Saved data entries
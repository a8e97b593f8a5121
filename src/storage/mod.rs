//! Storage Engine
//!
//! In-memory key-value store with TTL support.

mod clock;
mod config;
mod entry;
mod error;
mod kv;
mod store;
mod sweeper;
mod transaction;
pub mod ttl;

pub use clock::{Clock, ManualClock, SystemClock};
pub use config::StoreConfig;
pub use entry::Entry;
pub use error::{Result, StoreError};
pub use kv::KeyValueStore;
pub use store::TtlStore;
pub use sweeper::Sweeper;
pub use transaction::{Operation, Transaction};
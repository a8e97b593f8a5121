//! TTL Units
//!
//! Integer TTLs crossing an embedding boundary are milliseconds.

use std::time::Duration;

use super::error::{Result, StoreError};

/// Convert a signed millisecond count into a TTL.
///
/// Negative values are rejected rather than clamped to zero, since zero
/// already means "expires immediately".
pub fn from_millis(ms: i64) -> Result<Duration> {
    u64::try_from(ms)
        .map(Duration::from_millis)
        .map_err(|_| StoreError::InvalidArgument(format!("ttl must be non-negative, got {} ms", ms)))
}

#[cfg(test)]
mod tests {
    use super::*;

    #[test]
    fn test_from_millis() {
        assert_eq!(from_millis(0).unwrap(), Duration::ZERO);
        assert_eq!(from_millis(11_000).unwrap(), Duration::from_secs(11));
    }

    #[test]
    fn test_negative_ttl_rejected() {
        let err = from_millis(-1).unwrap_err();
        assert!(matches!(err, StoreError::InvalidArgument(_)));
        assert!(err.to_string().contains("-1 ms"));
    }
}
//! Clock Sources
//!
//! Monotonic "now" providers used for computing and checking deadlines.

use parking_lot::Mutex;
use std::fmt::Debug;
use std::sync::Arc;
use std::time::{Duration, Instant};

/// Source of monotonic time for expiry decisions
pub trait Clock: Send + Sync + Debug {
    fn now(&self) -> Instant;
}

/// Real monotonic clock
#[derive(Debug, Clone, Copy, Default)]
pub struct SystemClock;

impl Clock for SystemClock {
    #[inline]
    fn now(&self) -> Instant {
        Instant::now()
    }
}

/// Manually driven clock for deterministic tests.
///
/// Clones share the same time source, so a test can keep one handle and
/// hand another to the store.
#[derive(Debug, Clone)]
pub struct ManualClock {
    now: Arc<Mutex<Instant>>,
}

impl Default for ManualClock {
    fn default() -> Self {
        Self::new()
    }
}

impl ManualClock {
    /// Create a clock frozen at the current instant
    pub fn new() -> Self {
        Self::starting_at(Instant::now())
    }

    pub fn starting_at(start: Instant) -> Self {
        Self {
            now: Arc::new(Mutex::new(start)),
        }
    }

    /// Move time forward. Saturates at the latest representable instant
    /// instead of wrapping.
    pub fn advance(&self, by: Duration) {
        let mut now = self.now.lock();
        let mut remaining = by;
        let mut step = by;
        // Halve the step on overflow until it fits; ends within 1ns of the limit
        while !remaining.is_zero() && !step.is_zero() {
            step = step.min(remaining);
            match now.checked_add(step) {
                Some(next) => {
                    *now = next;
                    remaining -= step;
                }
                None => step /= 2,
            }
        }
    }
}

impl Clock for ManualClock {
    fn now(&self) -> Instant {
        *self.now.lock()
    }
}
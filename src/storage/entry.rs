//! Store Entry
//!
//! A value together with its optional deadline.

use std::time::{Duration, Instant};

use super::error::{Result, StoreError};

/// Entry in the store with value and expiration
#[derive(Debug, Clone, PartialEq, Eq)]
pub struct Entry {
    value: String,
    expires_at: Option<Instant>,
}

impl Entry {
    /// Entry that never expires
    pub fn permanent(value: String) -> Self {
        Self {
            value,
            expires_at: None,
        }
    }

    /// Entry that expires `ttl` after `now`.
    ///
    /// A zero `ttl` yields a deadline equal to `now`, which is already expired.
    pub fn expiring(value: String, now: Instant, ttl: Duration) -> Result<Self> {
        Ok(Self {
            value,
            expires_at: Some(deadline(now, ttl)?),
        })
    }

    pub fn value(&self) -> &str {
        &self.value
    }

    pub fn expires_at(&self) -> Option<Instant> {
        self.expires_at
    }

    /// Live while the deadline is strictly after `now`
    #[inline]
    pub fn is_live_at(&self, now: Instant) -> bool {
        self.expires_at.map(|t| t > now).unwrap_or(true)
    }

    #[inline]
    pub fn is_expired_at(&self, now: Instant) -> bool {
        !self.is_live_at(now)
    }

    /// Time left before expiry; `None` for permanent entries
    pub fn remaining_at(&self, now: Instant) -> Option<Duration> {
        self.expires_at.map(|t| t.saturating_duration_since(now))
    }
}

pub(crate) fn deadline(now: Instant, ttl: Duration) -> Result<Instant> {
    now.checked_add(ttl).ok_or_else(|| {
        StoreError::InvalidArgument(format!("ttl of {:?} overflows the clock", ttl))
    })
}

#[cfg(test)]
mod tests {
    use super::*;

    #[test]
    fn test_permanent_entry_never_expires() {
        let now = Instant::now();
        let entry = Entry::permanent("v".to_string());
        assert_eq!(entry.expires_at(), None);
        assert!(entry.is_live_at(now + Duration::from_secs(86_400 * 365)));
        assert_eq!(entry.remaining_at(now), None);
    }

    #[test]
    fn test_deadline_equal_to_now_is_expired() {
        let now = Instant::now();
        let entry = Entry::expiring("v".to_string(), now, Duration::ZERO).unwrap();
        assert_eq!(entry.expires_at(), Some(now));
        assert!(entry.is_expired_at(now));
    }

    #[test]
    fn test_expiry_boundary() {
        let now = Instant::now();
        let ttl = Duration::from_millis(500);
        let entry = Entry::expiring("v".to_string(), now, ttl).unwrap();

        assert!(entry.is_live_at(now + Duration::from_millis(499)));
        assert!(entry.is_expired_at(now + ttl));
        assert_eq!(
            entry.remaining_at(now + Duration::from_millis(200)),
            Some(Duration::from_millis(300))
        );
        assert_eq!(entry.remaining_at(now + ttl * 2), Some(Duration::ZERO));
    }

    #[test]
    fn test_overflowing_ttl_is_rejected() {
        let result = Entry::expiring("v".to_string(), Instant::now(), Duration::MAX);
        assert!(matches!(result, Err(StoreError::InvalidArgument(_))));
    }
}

→ **EXERCISE DESCRIPTION**
Find each line above that contains "bool", and copy those lines.

→ **ANSWER TO THIS TASK**
    pub fn is_live_at(&self, now: Instant) -> bool {
    pub fn is_expired_at(&self, now: Instant) -> bool {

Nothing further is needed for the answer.